According to recent reports, the pair are trying to rally the squad. They want to see a reaction. They want 'grit.' I want a winning lottery ticket and a personal chef, but wanting things does not make them happen. The reality is that these individual talks are a last-gasp effort to prevent a total mutiny. When a manager starts hauling players into private rooms to 'rally' them, it usually means he has lost the group as a whole.
The most worrying part is that Allegri is reportedly 'trying everything' to fix the mess. That is a terrifying phrase coming from a man who is already prone to overthinking himself into a corner. When a defensive-minded coach starts experimenting during a crisis, you usually end up with a center-back playing as a shadow striker and a midfield that looks like it was organized by a random number generator. The 'choices for Genoa' are starting to emerge, but they feel more like guesses than a coherent plan.
Magic Mike and the Chelsea Shadow
If the training retreat is the comedy part of this tragedy, then the Mike Maignan situation is the gut-punch. Our best player—the literal heartbeat of this team—is reportedly looking at the exit. And who can blame him? If you were the best goalkeeper in Italy and you were being told to go to a hotel retreat because your teammates cannot defend a corner, you would be checking your Zillow app for London listings too.
The rumors that Chelsea are emerging again for Maignan are not just smoke. There is a fire here, and it is burning through the fans' remaining patience. Maignan has doubts about the Milan project. That is the polite way of saying he thinks the ship is heading for an iceberg and he does not want to be the guy left playing the violin as it goes under. Chelsea has a bottomless pit of money and a desperate need for a keeper who does not have 'mistake' as his middle name.
If Milan loses Maignan, they lose everything. He is not just a shot-stopper. He is the guy who starts the attacks, the guy who screams at the defenders, and the only person in the building who seems to have a pulse during big games. Losing him to a Chelsea side that buys players like they are collecting Pokemon cards would be the ultimate embarrassment. It would signal that Milan is no longer a destination, but a stepping stone for players who actually want to win things.
The Genoa Trap and the Modric Mystery
Next up is Genoa. A match that should be a routine three points has now become a terrifying hurdle. If Milan drops points here, the retreat might last until the next decade. Allegri is desperate for a result, but Genoa is never an easy place to play when you are mentally fragile. The players are tired, they are annoyed, and they are being micromanaged to death. That is a recipe for a 1-0 loss where the goal comes from a deflected cross in the 87th minute.
"Allegri tries everything—choices for Genoa begin to emerge as ritiro begins."
And then there is the weirdest subplot of the year. Luka Modric is going to be at the match as a spectator.
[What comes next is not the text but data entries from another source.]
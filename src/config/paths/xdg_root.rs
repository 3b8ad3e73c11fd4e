//! XDG Base Directory utilities for configuration lookup.

use crate::error::ApiError;
use std::path::PathBuf;

/// Application directory name under XDG roots.
pub const APP_DIR: &str = "reclass-meta";

/// Get XDG config home directory
///
/// Returns `$XDG_CONFIG_HOME` if set, otherwise defaults to `$HOME/.config`
pub fn config_home() -> Result<PathBuf, ApiError> {
    if let Ok(xdg_config_home) = std::env::var("XDG_CONFIG_HOME") {
        if !xdg_config_home.is_empty() {
            return Ok(PathBuf::from(xdg_config_home));
        }
    }

    let home = std::env::var("HOME").map_err(|_| {
        ApiError::ConfigError(
            "Could not determine XDG config home directory (HOME not set)".to_string(),
        )
    })?;

    Ok(PathBuf::from(home).join(".config"))
}

/// Global config path without extension; the loader probes supported formats.
///
/// Returns `$XDG_CONFIG_HOME/reclass-meta/config`
pub fn global_config_stem() -> Result<PathBuf, ApiError> {
    Ok(config_home()?.join(APP_DIR).join("config"))
}
//! Environment variable source: RECLASS_* prefix with __ separator

use config::builder::DefaultState;
use config::ConfigBuilder;
use config::ConfigError;
use config::Environment;

/// Add environment variable overlay to builder.
/// `RECLASS_STORAGE__NODES_DIR` sets `storage.nodes_dir`.
pub fn add_to_builder(
    builder: ConfigBuilder<DefaultState>,
) -> Result<ConfigBuilder<DefaultState>, ConfigError> {
    let builder = builder.add_source(
        Environment::with_prefix("RECLASS")
            .prefix_separator("_")
            .separator("__")
            .try_parsing(true),
    );
    Ok(builder)
}
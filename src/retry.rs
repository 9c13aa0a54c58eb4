use std::future::Future;

use rand::Rng as _;
use serde::Deserialize;

/// Retry decision returned by the error classifier callback.
#[derive(Debug, Clone, Copy, PartialEq, Eq)]
pub enum RetryAction {
    Retry,
    Abort,
}

/// Exponential backoff settings shared by page fetches and downloads.
#[derive(Debug, Clone, Copy, Deserialize)]
#[serde(default)]
pub struct RetryConfig {
    pub max_retries: u32,
    pub base_delay_secs: u64,
    pub max_delay_secs: u64,
}

impl Default for RetryConfig {
    fn default() -> Self {
        Self {
            max_retries: 2,
            base_delay_secs: 5,
            max_delay_secs: 60,
        }
    }
}

impl RetryConfig {
    /// Compute the delay for a given retry attempt (0-indexed).
    ///
    /// Formula: `min(base_delay * 2^retry, max_delay) + random_jitter(0..base_delay)`
    pub fn delay_for_retry(&self, retry: u32) -> std::time::Duration {
        let exp_delay = self
            .base_delay_secs
            .saturating_mul(1u64.checked_shl(retry).unwrap_or(u64::MAX));
        let capped = exp_delay.min(self.max_delay_secs);
        let jitter = if self.base_delay_secs > 0 {
            rand::thread_rng().gen_range(0..self.base_delay_secs)
        } else {
            0
        };
        std::time::Duration::from_secs(capped + jitter)
    }
}

/// Retry an async operation with exponential backoff and jitter.
///
/// Returns the first `Ok` result, or the last error if retries are exhausted
/// or the classifier returns `Abort`. `what` names the operation in the
/// warning logged before each retry.
pub async fn retry_with_backoff<F, Fut, T, E, C>(
    config: &RetryConfig,
    what: &str,
    classifier: C,
    mut operation: F,
) -> Result<T, E>
where
    F: FnMut() -> Fut,
    Fut: Future<Output = Result<T, E>>,
    C: Fn(&E) -> RetryAction,
    E: std::fmt::Display,
{
    let total_attempts = config.max_retries + 1;
    let mut attempt = 0;

    loop {
        match operation().await {
            Ok(val) => return Ok(val),
            Err(e) => {
                attempt += 1;
                if classifier(&e) == RetryAction::Abort || attempt >= total_attempts {
                    return Err(e);
                }
                let delay = config.delay_for_retry(attempt - 1);
                tracing::warn!(
                    "{} failed (attempt {}/{}), retrying in {}s: {}",
                    what,
                    attempt,
                    total_attempts,
                    delay.as_secs(),
                    e
                );
                tokio::time::sleep(delay).await;
            }
        }
    }
}
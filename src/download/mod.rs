//! Idempotent media fetcher: a destination that already holds data is
//! never fetched again, and a failed fetch leaves nothing behind.

pub mod error;
pub mod file;

use std::path::Path;

use reqwest::Client;

use crate::retry::RetryConfig;
use error::DownloadError;

/// What a [`Downloader::fetch`] call did.
#[derive(Debug, Clone, Copy, PartialEq, Eq)]
pub enum DownloadOutcome {
    Downloaded { bytes: u64 },
    AlreadyPresent,
}

/// Fetches media items into the mirror directory.
///
/// Shares the process-wide `reqwest::Client` (and its client-wide timeout)
/// with the Photos API client.
#[derive(Debug, Clone)]
pub struct Downloader {
    client: Client,
    retry: RetryConfig,
}

impl Downloader {
    pub fn new(client: Client, retry: RetryConfig) -> Self {
        Self { client, retry }
    }

    /// Download `url` into `path` unless `path` is already a non-empty file.
    ///
    /// A zero-length file at `path` counts as absent and is replaced.
    pub async fn fetch(&self, path: &Path, url: &str) -> Result<DownloadOutcome, DownloadError> {
        if is_present(path).await? {
            tracing::debug!("{} already present, skipping", path.display());
            return Ok(DownloadOutcome::AlreadyPresent);
        }

        let bytes = file::download_file(&self.client, url, path, &self.retry).await?;
        tracing::info!("Downloaded '{}' ({} bytes)", path.display(), bytes);
        Ok(DownloadOutcome::Downloaded { bytes })
    }
}

async fn is_present(path: &Path) -> std::io::Result<bool> {
    match tokio::fs::metadata(path).await {
        Ok(meta) => Ok(meta.is_file() && meta.len() > 0),
        Err(e) if e.kind() == std::io::ErrorKind::NotFound => Ok(false),
        Err(e) => Err(e),
    }
}
use tracing::debug;

use super::types::{next_cursor, MediaItem};
use super::{classify, MediaLibrary, PhotosError};
use crate::retry::{self, RetryConfig};

/// Cursor-driven walk over one album's media items.
///
/// Pages are fetched lazily, one per [`MediaItemPager::next_page`] call, in
/// the order the API returns them. The walk ends after the first response
/// without a next-page token. A pager is single-use; build a new one per run.
pub struct MediaItemPager<'a, L: MediaLibrary + ?Sized> {
    library: &'a L,
    album_id: &'a str,
    page_size: u32,
    retry: RetryConfig,
    cursor: Option<String>,
    exhausted: bool,
    pages_fetched: usize,
}

impl<'a, L: MediaLibrary + ?Sized> MediaItemPager<'a, L> {
    pub fn new(library: &'a L, album_id: &'a str, page_size: u32, retry: RetryConfig) -> Self {
        Self {
            library,
            album_id,
            page_size,
            retry,
            cursor: None,
            exhausted: false,
            pages_fetched: 0,
        }
    }

    /// Fetch the next batch, or `Ok(None)` once the cursor is exhausted.
    ///
    /// Transient failures are retried per the retry config; anything left
    /// after that is returned to the caller and the cursor stays put, so the
    /// next call asks for the same page again.
    pub async fn next_page(&mut self) -> Result<Option<Vec<MediaItem>>, PhotosError> {
        if self.exhausted {
            return Ok(None);
        }

        let library = self.library;
        let album_id = self.album_id;
        let page_size = self.page_size;
        let cursor = self.cursor.clone();
        let token = cursor.as_deref();

        let page = retry::retry_with_backoff(&self.retry, "Media item search", classify, || {
            library.search_album(album_id, page_size, token)
        })
        .await?;

        self.pages_fetched += 1;
        self.cursor = next_cursor(page.next_page_token);
        self.exhausted = self.cursor.is_none();
        debug!(
            page = self.pages_fetched,
            items = page.media_items.len(),
            last = self.exhausted,
            "Fetched media item page"
        );

        Ok(Some(page.media_items))
    }

    pub fn pages_fetched(&self) -> usize {
        self.pages_fetched
    }
}

#[cfg(test)]
mod tests {
    use super::*;
    use crate::photos::{AlbumPage, MediaItemPage};
    use std::collections::VecDeque;
    use std::sync::Mutex;

    /// Replays scripted responses and records the tokens it was asked for.
    struct ScriptedLibrary {
        responses: Mutex<VecDeque<Result<MediaItemPage, PhotosError>>>,
        tokens_seen: Mutex<Vec<Option<String>>>,
    }

    impl ScriptedLibrary {
        fn new(responses: Vec<Result<MediaItemPage, PhotosError>>) -> Self {
            Self {
                responses: Mutex::new(responses.into()),
                tokens_seen: Mutex::new(Vec::new()),
            }
        }
    }

    #[async_trait::async_trait]
    impl MediaLibrary for ScriptedLibrary {
        async fn search_album(
            &self,
            _album_id: &str,
            _page_size: u32,
            page_token: Option<&str>,
        ) -> Result<MediaItemPage, PhotosError> {
            self.tokens_seen
                .lock()
                .unwrap()
                .push(page_token.map(str::to_string));
            self.responses
                .lock()
                .unwrap()
                .pop_front()
                .expect("unexpected extra page request")
        }

        async fn list_albums(&self, _page_token: Option<&str>) -> Result<AlbumPage, PhotosError> {
            Ok(AlbumPage::default())
        }
    }

    fn page(ids: &[&str], next: Option<&str>) -> Result<MediaItemPage, PhotosError> {
        Ok(MediaItemPage {
            media_items: ids
                .iter()
                .map(|id| MediaItem {
                    id: id.to_string(),
                    base_url: format!("http://cdn/{id}"),
                    filename: None,
                })
                .collect(),
            next_page_token: next.map(str::to_string),
        })
    }

    fn no_retry() -> RetryConfig {
        RetryConfig {
            max_retries: 0,
            base_delay_secs: 0,
            max_delay_secs: 0,
        }
    }

    #[tokio::test]
    async fn test_two_pages_two_requests() {
        let lib = ScriptedLibrary::new(vec![page(&["a"], Some("X")), page(&["b"], Some(""))]);
        let mut pager = MediaItemPager::new(&lib, "alb", 100, no_retry());

        assert_eq!(pager.next_page().await.unwrap().unwrap()[0].id, "a");
        assert_eq!(pager.next_page().await.unwrap().unwrap()[0].id, "b");
        assert!(pager.next_page().await.unwrap().is_none());
        assert!(pager.next_page().await.unwrap().is_none());

        assert_eq!(pager.pages_fetched(), 2);
        let tokens = lib.tokens_seen.lock().unwrap().clone();
        assert_eq!(tokens, vec![None, Some("X".to_string())]);
    }

    #[tokio::test]
    async fn test_empty_page_with_token_continues() {
        let lib = ScriptedLibrary::new(vec![page(&[], Some("next")), page(&["z"], None)]);
        let mut pager = MediaItemPager::new(&lib, "alb", 100, no_retry());

        assert!(pager.next_page().await.unwrap().unwrap().is_empty());
        assert_eq!(pager.next_page().await.unwrap().unwrap()[0].id, "z");
        assert!(pager.next_page().await.unwrap().is_none());
    }

    #[tokio::test]
    async fn test_failure_is_returned() {
        let err = PhotosError::Api {
            status: 404,
            endpoint: "mediaItems:search".into(),
            message: "album not found".into(),
        };
        let lib = ScriptedLibrary::new(vec![Err(err)]);
        let mut pager = MediaItemPager::new(&lib, "alb", 100, no_retry());
        assert!(pager.next_page().await.is_err());
    }

    #[tokio::test]
    async fn test_failed_page_keeps_cursor() {
        let err = PhotosError::Api {
            status: 400,
            endpoint: "mediaItems:search".into(),
            message: "rejected".into(),
        };
        let lib = ScriptedLibrary::new(vec![page(&["a"], Some("X")), Err(err), page(&["b"], None)]);
        let mut pager = MediaItemPager::new(&lib, "alb", 100, no_retry());

        pager.next_page().await.unwrap();
        assert!(pager.next_page().await.is_err());
        assert_eq!(pager.next_page().await.unwrap().unwrap()[0].id, "b");
        let tokens = lib.tokens_seen.lock().unwrap().clone();
        assert_eq!(
            tokens,
            vec![None, Some("X".to_string()), Some("X".to_string())]
        );
        assert_eq!(pager.pages_fetched(), 2);
    }

    #[tokio::test]
    async fn test_transient_failure_retried_with_same_token() {
        let transient = PhotosError::Api {
            status: 503,
            endpoint: "mediaItems:search".into(),
            message: "backend unavailable".into(),
        };
        let lib = ScriptedLibrary::new(vec![
            page(&["a"], Some("X")),
            Err(transient),
            page(&["b"], None),
        ]);
        let retry = RetryConfig {
            max_retries: 1,
            ..no_retry()
        };
        let mut pager = MediaItemPager::new(&lib, "alb", 100, retry);

        pager.next_page().await.unwrap();
        assert_eq!(pager.next_page().await.unwrap().unwrap()[0].id, "b");
        let tokens = lib.tokens_seen.lock().unwrap().clone();
        assert_eq!(
            tokens,
            vec![None, Some("X".to_string()), Some("X".to_string())]
        );
        assert_eq!(pager.pages_fetched(), 2);
    }
}
//! gphotos-sync: mirror a Google Photos album into a local directory.
//!
//! `SyncImage` downloads album items missing from the output directory and
//! deletes local images whose remote item is gone. `ListAlbum` prints every
//! album's identifier and title. Everything runs sequentially on a
//! single-threaded runtime.

#![warn(clippy::all)]

mod auth;
mod cli;
mod config;
mod download;
mod photos;
pub mod retry;
mod sync;
mod types;

use std::time::{Duration, Instant};

use anyhow::Context;
use clap::Parser;
use reqwest::Client;
use tracing_subscriber::EnvFilter;

use config::Config;
use photos::PhotosClient;
use types::Command;

/// Build the one HTTP client shared by the API client and the downloader.
fn build_http_client(timeout: Duration) -> reqwest::Result<Client> {
    Client::builder()
        .timeout(timeout)
        .user_agent(concat!("gphotos-sync/", env!("CARGO_PKG_VERSION")))
        .build()
}

/// Run the SyncImage command.
async fn run_sync(photos: &PhotosClient, client: Client, config: &Config) -> anyhow::Result<()> {
    let started = Instant::now();
    let downloader = download::Downloader::new(client, config.retry);
    let reconciler = sync::Reconciler::new(
        photos,
        &downloader,
        &config.album_id,
        &config.output_path,
        config.page_size,
        config.retry,
    );

    let summary = reconciler.run().await?;
    summary.log(started.elapsed());
    Ok(())
}

/// Run the ListAlbum command.
async fn run_list_albums(photos: &PhotosClient, config: &Config) -> anyhow::Result<()> {
    let albums = photos::list_all_albums(photos, &config.retry)
        .await
        .context("Failed to list albums")?;

    for album in &albums {
        println!("{} {}", album.id, album.title);
    }
    tracing::info!(count = albums.len(), "Listed albums");
    Ok(())
}

async fn run(command: Command, config: Config) -> anyhow::Result<()> {
    tracing::debug!(?config, ?command, "Loaded configuration");
    if command == Command::SyncImage {
        config.validate_for_sync()?;
    }

    let client = build_http_client(config.timeout()).context("Failed to build HTTP client")?;
    let access_token = auth::access_token(&client, &config.credentials, &config.token_url)
        .await
        .context("Failed to obtain an access token")?;
    let photos = PhotosClient::new(client.clone(), &config.api_base_url, access_token);

    match command {
        Command::SyncImage => run_sync(&photos, client, &config).await,
        Command::ListAlbum => run_list_albums(&photos, &config).await,
    }
}

#[tokio::main(flavor = "current_thread")]
async fn main() {
    let cli = cli::Cli::parse();
    let config = Config::load(&cli.config);

    let filter = config
        .as_ref()
        .map(|c| c.log_level)
        .unwrap_or_default()
        .as_str()
        .to_string();
    tracing_subscriber::fmt()
        .with_env_filter(
            EnvFilter::try_from_default_env().unwrap_or_else(|_| EnvFilter::new(filter)),
        )
        .init();

    tracing::info!("Starting gphotos-sync");

    let result = match config {
        Ok(config) => run(cli.command, config).await,
        Err(e) => Err(e),
    };

    match result {
        Ok(()) => tracing::info!("Good bye..."),
        Err(e) => {
            tracing::error!("{:#}", e);
            std::process::exit(1);
        }
    }
}
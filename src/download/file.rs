use std::ffi::OsString;
use std::path::{Path, PathBuf};

use futures_util::StreamExt;
use reqwest::Client;
use tokio::fs::{self, OpenOptions};
use tokio::io::AsyncWriteExt;

use super::error::DownloadError;
use crate::retry::{self, RetryAction, RetryConfig};

/// Sibling temp path the body is streamed into: `{name}.part`.
pub(crate) fn part_path(download_path: &Path) -> PathBuf {
    let mut name = download_path
        .file_name()
        .map(OsString::from)
        .unwrap_or_default();
    name.push(".part");
    download_path.with_file_name(name)
}

/// Download `url` to `download_path` through a `.part` temp file.
///
/// Each attempt starts from an empty `.part` file. On success the `.part`
/// file is renamed onto the destination; on failure it is removed, so the
/// destination is either complete or absent. Returns the byte count.
pub async fn download_file(
    client: &Client,
    url: &str,
    download_path: &Path,
    retry_config: &RetryConfig,
) -> Result<u64, DownloadError> {
    let part_path = part_path(download_path);
    let what = format!("Download of {}", download_path.display());

    retry::retry_with_backoff(
        retry_config,
        &what,
        |e: &DownloadError| {
            if e.is_retryable() {
                RetryAction::Retry
            } else {
                RetryAction::Abort
            }
        },
        || async {
            let result = attempt_download(client, url, download_path, &part_path).await;
            if result.is_err() {
                if let Err(e) = fs::remove_file(&part_path).await {
                    if e.kind() != std::io::ErrorKind::NotFound {
                        tracing::warn!("Could not remove {}: {}", part_path.display(), e);
                    }
                }
            }
            result
        },
    )
    .await
}

/// Single download attempt.
async fn attempt_download(
    client: &Client,
    url: &str,
    download_path: &Path,
    part_path: &Path,
) -> Result<u64, DownloadError> {
    let path_str = download_path.display().to_string();
    let response = client
        .get(url)
        .send()
        .await
        .map_err(|e| DownloadError::Http {
            source: e,
            path: path_str.clone(),
            bytes_written: 0,
        })?;

    if !response.status().is_success() {
        return Err(DownloadError::HttpStatus {
            status: response.status().as_u16(),
            path: path_str,
        });
    }

    let mut file = OpenOptions::new()
        .create(true)
        .write(true)
        .truncate(true)
        .open(part_path)
        .await?;

    let mut bytes_written: u64 = 0;
    let mut stream = response.bytes_stream();
    while let Some(chunk) = stream.next().await {
        let chunk = chunk.map_err(|e| DownloadError::Http {
            source: e,
            path: path_str.clone(),
            bytes_written,
        })?;
        file.write_all(&chunk).await?;
        bytes_written += chunk.len() as u64;
    }
    file.flush().await?;
    file.sync_all().await?;
    drop(file);

    fs::rename(part_path, download_path).await?;

    Ok(bytes_written)
}
//! Photos Library API client: album-scoped media search and album listing.

pub mod error;
mod pager;
pub mod types;

pub use error::PhotosError;
pub use pager::MediaItemPager;
pub use types::{Album, AlbumPage, MediaItemPage};

use reqwest::{Client, RequestBuilder};
use serde::de::DeserializeOwned;
use tracing::debug;

use crate::retry::{self, RetryAction, RetryConfig};
use types::{ApiErrorResponse, SearchMediaItemsRequest};

/// Albums requested per `GET /v1/albums` call (API maximum).
const ALBUM_PAGE_SIZE: u32 = 50;

/// Remote media source. One call returns one page.
#[async_trait::async_trait]
pub trait MediaLibrary: Send + Sync {
    async fn search_album(
        &self,
        album_id: &str,
        page_size: u32,
        page_token: Option<&str>,
    ) -> Result<MediaItemPage, PhotosError>;

    async fn list_albums(&self, page_token: Option<&str>) -> Result<AlbumPage, PhotosError>;
}

/// Authorized client for `photoslibrary.googleapis.com`.
///
/// Holds a clone of the process-wide `reqwest::Client`, so it shares the
/// connection pool with the downloader.
pub struct PhotosClient {
    client: Client,
    base_url: String,
    access_token: String,
}

impl std::fmt::Debug for PhotosClient {
    fn fmt(&self, f: &mut std::fmt::Formatter<'_>) -> std::fmt::Result {
        f.debug_struct("PhotosClient")
            .field("base_url", &self.base_url)
            .field("access_token", &"<redacted>")
            .finish()
    }
}

impl PhotosClient {
    pub fn new(client: Client, base_url: &str, access_token: String) -> Self {
        Self {
            client,
            base_url: base_url.trim_end_matches('/').to_string(),
            access_token,
        }
    }

    async fn send_json<T: DeserializeOwned>(
        &self,
        request: RequestBuilder,
        endpoint: &str,
    ) -> Result<T, PhotosError> {
        let http_err = |source| PhotosError::Http {
            endpoint: endpoint.to_string(),
            source,
        };
        let response = request
            .bearer_auth(&self.access_token)
            .send()
            .await
            .map_err(http_err)?;
        let status = response.status();
        let body = response.text().await.map_err(http_err)?;

        if !status.is_success() {
            let message = serde_json::from_str::<ApiErrorResponse>(&body)
                .map(|e| match e.error.status {
                    Some(s) => format!("{} ({})", e.error.message, s),
                    None => e.error.message,
                })
                .unwrap_or(body);
            return Err(PhotosError::Api {
                status: status.as_u16(),
                endpoint: endpoint.to_string(),
                message,
            });
        }

        serde_json::from_str(&body).map_err(|source| PhotosError::Decode {
            endpoint: endpoint.to_string(),
            source,
        })
    }
}

#[async_trait::async_trait]
impl MediaLibrary for PhotosClient {
    async fn search_album(
        &self,
        album_id: &str,
        page_size: u32,
        page_token: Option<&str>,
    ) -> Result<MediaItemPage, PhotosError> {
        let url = format!("{}/v1/mediaItems:search", self.base_url);
        let body = SearchMediaItemsRequest {
            album_id,
            page_size,
            page_token,
        };
        debug!(album_id, has_token = page_token.is_some(), "Searching media items");
        self.send_json(self.client.post(&url).json(&body), "mediaItems:search")
            .await
    }

    async fn list_albums(&self, page_token: Option<&str>) -> Result<AlbumPage, PhotosError> {
        let url = format!("{}/v1/albums", self.base_url);
        let page_size = ALBUM_PAGE_SIZE.to_string();
        let mut query = vec![("pageSize", page_size.as_str())];
        if let Some(token) = page_token {
            query.push(("pageToken", token));
        }
        self.send_json(self.client.get(&url).query(&query), "albums")
            .await
    }
}

pub(crate) fn classify(e: &PhotosError) -> RetryAction {
    if e.is_retryable() {
        RetryAction::Retry
    } else {
        RetryAction::Abort
    }
}

/// Fetch every album, following page tokens until they run out.
pub async fn list_all_albums<L: MediaLibrary + ?Sized>(
    library: &L,
    retry_config: &RetryConfig,
) -> Result<Vec<Album>, PhotosError> {
    let mut albums = Vec::new();
    let mut cursor: Option<String> = None;

    loop {
        let token = cursor.as_deref();
        let page = retry::retry_with_backoff(retry_config, "Album listing", classify, || {
            library.list_albums(token)
        })
        .await?;
        albums.extend(page.albums);
        cursor = types::next_cursor(page.next_page_token);
        if cursor.is_none() {
            break;
        }
    }

    Ok(albums)
}
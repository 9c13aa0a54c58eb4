use std::collections::HashMap;
use std::path::{Path, PathBuf};

use tokio::io::AsyncReadExt;

/// Extension every mirrored file carries.
pub const IMAGE_EXTENSION: &str = ".jpg";

/// Content type a mirrored file must sniff as.
const EXPECTED_CONTENT_TYPE: &str = "image/jpeg";

/// Bytes inspected when sniffing a file's content type.
const SNIFF_LEN: u64 = 512;

/// Temp file left behind when a download into `{id}.jpg` was interrupted.
const PARTIAL_SUFFIX: &str = ".jpg.part";

/// Expected mirror location of a media item.
pub fn local_path(output_path: &Path, id: &str) -> PathBuf {
    output_path.join(format!("{id}{IMAGE_EXTENSION}"))
}

/// Valid local images that have not (yet) been seen in the remote listing.
///
/// Keyed by identifier (file name minus `.jpg`); the value is the file the
/// identifier was read from. Matching a remote item removes its entry, so
/// whatever is left after the listing is drained is stale.
#[derive(Debug, Default)]
pub struct LocalInventory {
    unmatched: HashMap<String, PathBuf>,
}

impl LocalInventory {
    /// Index every non-empty regular `{id}.jpg` file in `dir` that sniffs
    /// as a JPEG, and remove `{id}.jpg.part` leftovers of interrupted
    /// downloads.
    ///
    /// Files named any other way are never indexed, so the sweep cannot
    /// touch them. Failing to list the directory is an error. Problems with
    /// a single entry are logged and that entry is left out.
    pub async fn scan(dir: &Path) -> std::io::Result<Self> {
        let mut entries = tokio::fs::read_dir(dir).await?;
        let mut unmatched = HashMap::new();

        while let Some(entry) = entries.next_entry().await? {
            let path = entry.path();
            let metadata = match entry.metadata().await {
                Ok(m) => m,
                Err(e) => {
                    tracing::warn!("Failed to stat {}: {}", path.display(), e);
                    continue;
                }
            };
            if !metadata.is_file() {
                continue;
            }

            let file_name = entry.file_name();
            let Some(name) = file_name.to_str() else {
                tracing::warn!("Skipping non UTF-8 file name {}", path.display());
                continue;
            };

            if name.ends_with(PARTIAL_SUFFIX) {
                remove_leftover(&path).await;
                continue;
            }

            let id = match name.strip_suffix(IMAGE_EXTENSION) {
                Some(id) if !id.is_empty() => id,
                _ => continue,
            };
            if metadata.len() == 0 || !is_valid_image(&path).await {
                continue;
            }

            unmatched.insert(id.to_string(), path);
        }

        tracing::debug!(count = unmatched.len(), "Scanned local mirror {}", dir.display());
        Ok(Self { unmatched })
    }

    /// Record that `id` exists remotely. Returns whether it was a local image.
    pub fn mark_matched(&mut self, id: &str) -> bool {
        self.unmatched.remove(id).is_some()
    }

    #[cfg(test)]
    pub fn contains(&self, id: &str) -> bool {
        self.unmatched.contains_key(id)
    }

    pub fn len(&self) -> usize {
        self.unmatched.len()
    }

    /// Entries never matched, sorted by identifier.
    pub fn into_unmatched(self) -> Vec<(String, PathBuf)> {
        let mut stale: Vec<_> = self.unmatched.into_iter().collect();
        stale.sort();
        stale
    }
}

async fn remove_leftover(path: &Path) {
    match tokio::fs::remove_file(path).await {
        Ok(()) => tracing::debug!("Removed leftover partial download {}", path.display()),
        Err(e) if e.kind() == std::io::ErrorKind::NotFound => {}
        Err(e) => tracing::warn!("Failed to remove {}: {}", path.display(), e),
    }
}

async fn is_valid_image(path: &Path) -> bool {
    let file = match tokio::fs::File::open(path).await {
        Ok(f) => f,
        Err(e) => {
            tracing::warn!("Failed to open image {}: {}", path.display(), e);
            return false;
        }
    };

    let mut head = Vec::with_capacity(SNIFF_LEN as usize);
    if let Err(e) = file.take(SNIFF_LEN).read_to_end(&mut head).await {
        tracing::warn!("Failed to read image {}: {}", path.display(), e);
        return false;
    }

    sniff_content_type(&head) == Some(EXPECTED_CONTENT_TYPE)
}

/// Detect an image MIME type from leading magic bytes.
pub fn sniff_content_type(data: &[u8]) -> Option<&'static str> {
    match data {
        [0xFF, 0xD8, 0xFF, ..] => Some("image/jpeg"),
        [0x89, b'P', b'N', b'G', 0x0D, 0x0A, 0x1A, 0x0A, ..] => Some("image/png"),
        [b'G', b'I', b'F', b'8', b'7' | b'9', b'a', ..] => Some("image/gif"),
        [b'R', b'I', b'F', b'F', _, _, _, _, b'W', b'E', b'B', b'P', ..] => Some("image/webp"),
        [b'B', b'M', ..] => Some("image/bmp"),
        _ => None,
    }
}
Why? The man is 40 years old, a legend of the game, and he is spending his free time watching a struggling Milan play Genoa? As the news broke, everyone started looking for a hidden meaning. Is he scouting? Is he a secret fan of Genoa’s pesto? Is he just there to witness the downfall of a giant?
Having a guy like Modric in the stands is just cruel. It reminds everyone of what actual class looks like while they watch a Milan midfield struggle to complete a five-yard pass. Modric represents the level of intelligence and composure that this current squad is missing. He is probably there to visit a friend, but his presence feels like a silent judgment on the state of the club. It is like having a Michelin-star chef watch you microwave a frozen burrito.
The Verdict: Stop the Bleeding
The core problem here is that you cannot force chemistry. You cannot mandate passion. Locking players in a hotel for three days might make them run harder out of pure spite, but it will not fix the tactical vacuum at the center of this team. Allegri is trying to manage his way out of a problem that his own management created. It is circular, it is exhausting, and it is making the fans miserable.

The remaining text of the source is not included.